Further hives will have to be destroyed in New South Wales after another mite infestation was detected outside the initial eradication area.
The mite was discovered in a beehive on a property near Cessnock, outside the current ‘red zone’ which encompasses Newcastle and surrounding areas.
In response, the Department of Primary Industries on Thursday widened the area in which beehives must be destroyed in order to stop the spread of the mite.
“The detection was kind of just outside of an existing red zone, so it’s pushing that zone back another 10 kilometers,” DPI spokesman Mark O’Brien told AAP.
“But it’s obviously important in the context of the response.”
A large research effort is underway involving the testing of 85,000 hives so far, which O’Brien described as similar to COVID-19 contact tracing.
“They identify an infected property, then they interview the owner and find out where all the hives have been for the past 24 months,” he said.

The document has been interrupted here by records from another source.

//! Normalizes an upload (single markup file or zipped site) into a [`ProjectSource`].

use crate::archive::{ArchiveCodec, ArchiveError, FileTree};

pub const ENTRY_POINT: &str = "index.html";
pub const MISSING_ENTRY_POINT_PLACEHOLDER: &str =
    "<!-- No index.html found in ZIP, default permissions will be applied -->";
const DEFAULT_MARKUP_APP_NAME: &str = "MyWebApp";
const DEFAULT_ARCHIVE_APP_NAME: &str = "MyZipApp";

#[derive(Debug, thiserror::Error)]
pub enum IngestError {
    #[error("unsupported file type `{file_name}` (upload a .html, .htm or .zip file)")]
    UnsupportedFileType { file_name: String },
    #[error("could not read archive `{file_name}`: {source}")]
    Archive {
        file_name: String,
        #[source]
        source: ArchiveError,
    },
}

#[derive(Debug, Clone)]
pub struct Upload {
    pub file_name: String,
    pub bytes: Vec<u8>,
}

impl Upload {
    pub fn new(file_name: impl Into<String>, bytes: impl Into<Vec<u8>>) -> Self {
        Self {
            file_name: file_name.into(),
            bytes: bytes.into(),
        }
    }
}

#[derive(Debug, Clone, Copy, PartialEq, Eq)]
pub enum UploadKind {
    Markup,
    Archive,
}

impl UploadKind {
    pub fn from_file_name(file_name: &str) -> Option<Self> {
        let (_, ext) = file_name.rsplit_once('.')?;
        match ext.to_ascii_lowercase().as_str() {
            "html" | "htm" => Some(Self::Markup),
            "zip" => Some(Self::Archive),
            _ => None,
        }
    }
}

/// Markup used for analysis plus, in archive mode, the tree to package.
///
/// When `asset_tree` is present it is authoritative for packaging and
/// `markup_text` only feeds analysis.
#[derive(Debug, Clone, PartialEq, Eq)]
pub struct ProjectSource {
    markup_text: String,
    asset_tree: Option<FileTree>,
}

impl ProjectSource {
    /// Pasted or single-file mode. Never carries an asset tree.
    pub fn from_markup(markup_text: impl Into<String>) -> Self {
        Self {
            markup_text: markup_text.into(),
            asset_tree: None,
        }
    }

    pub fn from_archive(markup_text: impl Into<String>, asset_tree: FileTree) -> Self {
        Self {
            markup_text: markup_text.into(),
            asset_tree: Some(asset_tree),
        }
    }

    pub fn markup_text(&self) -> &str {
        &self.markup_text
    }

    pub fn asset_tree(&self) -> Option<&FileTree> {
        self.asset_tree.as_ref()
    }

    pub fn is_archive(&self) -> bool {
        self.asset_tree.is_some()
    }
}

#[derive(Debug, Clone, PartialEq, Eq)]
pub enum EntryPoint {
    /// The upload itself was the markup file.
    Upload,
    /// Path of the archive entry used for analysis.
    Archive(String),
    /// Archive without an `index.html`; analysis runs on a placeholder.
    Missing,
}

#[derive(Debug, Clone)]
pub struct Ingested {
    pub source: ProjectSource,
    pub suggested_app_name: String,
    pub entry_point: EntryPoint,
}

impl Ingested {
    pub fn missing_entry_point(&self) -> bool {
        self.entry_point == EntryPoint::Missing
    }
}

pub struct Ingestor<C> {
    codec: C,
}

impl<C: ArchiveCodec> Ingestor<C> {
    pub fn new(codec: C) -> Self {
        Self { codec }
    }

    pub fn ingest(&self, upload: &Upload) -> Result<Ingested, IngestError> {
        let kind = UploadKind::from_file_name(&upload.file_name).ok_or_else(|| {
            IngestError::UnsupportedFileType {
                file_name: upload.file_name.clone(),
            }
        })?;

        match kind {
            UploadKind::Markup => Ok(Ingested {
                source: ProjectSource::from_markup(String::from_utf8_lossy(&upload.bytes)),
                suggested_app_name: app_name_from_file_name(
                    &upload.file_name,
                    DEFAULT_MARKUP_APP_NAME,
                ),
                entry_point: EntryPoint::Upload,
            }),
            UploadKind::Archive => self.ingest_archive(upload),
        }
    }

    fn ingest_archive(&self, upload: &Upload) -> Result<Ingested, IngestError> {
        let tree = self
            .codec
            .read_archive(&upload.bytes)
            .map_err(|source| IngestError::Archive {
                file_name: upload.file_name.clone(),
                source,
            })?;

        let (markup_text, entry_point) = match find_entry_point(&tree) {
            Some(path) => {
                let text = tree.read_text(&path).map_err(|source| IngestError::Archive {
                    file_name: upload.file_name.clone(),
                    source,
                })?;
                tracing::info!(entry = %path, "found entry point in archive");
                (text, EntryPoint::Archive(path))
            }
            None => {
                tracing::warn!(
                    file = %upload.file_name,
                    "no index.html in archive; analysis will use default permissions"
                );
                (
                    MISSING_ENTRY_POINT_PLACEHOLDER.to_string(),
                    EntryPoint::Missing,
                )
            }
        };

        Ok(Ingested {
            source: ProjectSource::from_archive(markup_text, tree),
            suggested_app_name: app_name_from_file_name(
                &upload.file_name,
                DEFAULT_ARCHIVE_APP_NAME,
            ),
            entry_point,
        })
    }
}

/// Shallowest file named exactly `index.html`; ties go to the first path in order.
pub fn find_entry_point(tree: &FileTree) -> Option<String> {
    tree.files()
        .map(|(path, _)| path)
        .filter(|path| path.rsplit('/').next() == Some(ENTRY_POINT))
        .min_by_key(|path| (path.matches('/').count(), *path))
        .map(str::to_string)
}

/// `my-site.v2.zip` → `mysitev2`.
pub fn app_name_from_file_name(file_name: &str, fallback: &str) -> String {
    let base = file_name.rsplit(['/', '\\']).next().unwrap_or(file_name);
    let stem = base.rsplit_once('.').map(|(stem, _)| stem).unwrap_or(base);
    let name: String = stem.chars().filter(|c| c.is_ascii_alphanumeric()).collect();
    if name.is_empty() {
        fallback.to_string()
    } else {
        name
    }
}
//! Outcome of a best-effort AI stage.

#[derive(Debug, Clone, PartialEq, Eq, thiserror::Error)]
pub enum AiError {
    #[error("no API key configured")]
    MissingApiKey,
    #[error("request failed: {0}")]
    Transport(String),
    #[error("backend returned {status}: {body}")]
    Status { status: u16, body: String },
    #[error("backend returned no content")]
    EmptyResponse,
    #[error("response did not match the expected shape: {0}")]
    Schema(String),
    #[error("response contained no image payload")]
    MissingImage,
    #[error("unsupported icon image type `{0}` (PNG required)")]
    UnsupportedImage(String),
    #[error("description is required to generate an icon")]
    EmptyDescription,
}

/// Whether a value came from the backend or from the local fallback.
#[derive(Debug, Clone, PartialEq)]
pub enum Inference<T> {
    Inferred(T),
    Defaulted { value: T, cause: AiError },
}

impl<T> Inference<T> {
    pub fn value(&self) -> &T {
        match self {
            Inference::Inferred(value) | Inference::Defaulted { value, .. } => value,
        }
    }

    pub fn into_value(self) -> T {
        match self {
            Inference::Inferred(value) | Inference::Defaulted { value, .. } => value,
        }
    }

    pub fn is_defaulted(&self) -> bool {
        matches!(self, Inference::Defaulted { .. })
    }

    pub fn cause(&self) -> Option<&AiError> {
        match self {
            Inference::Inferred(_) => None,
            Inference::Defaulted { cause, .. } => Some(cause),
        }
    }
}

“Just like COVID when you do contact tracing of an infected person in the pub and you come back and ask all their friends, it’s the same thing.”
Australia is the only major honey-producing country that is largely free of varroa mites, considered the most serious pest affecting bees worldwide.
“NSW DPI has put in place significant measures to stop the spread of the threat beyond the perimeters of the eradication areas,” said Satendra Kumar, NSW DPI’s Plant Protection Officer.
“Industry and community cooperation is essential to help the response achieve the goal of eradication.”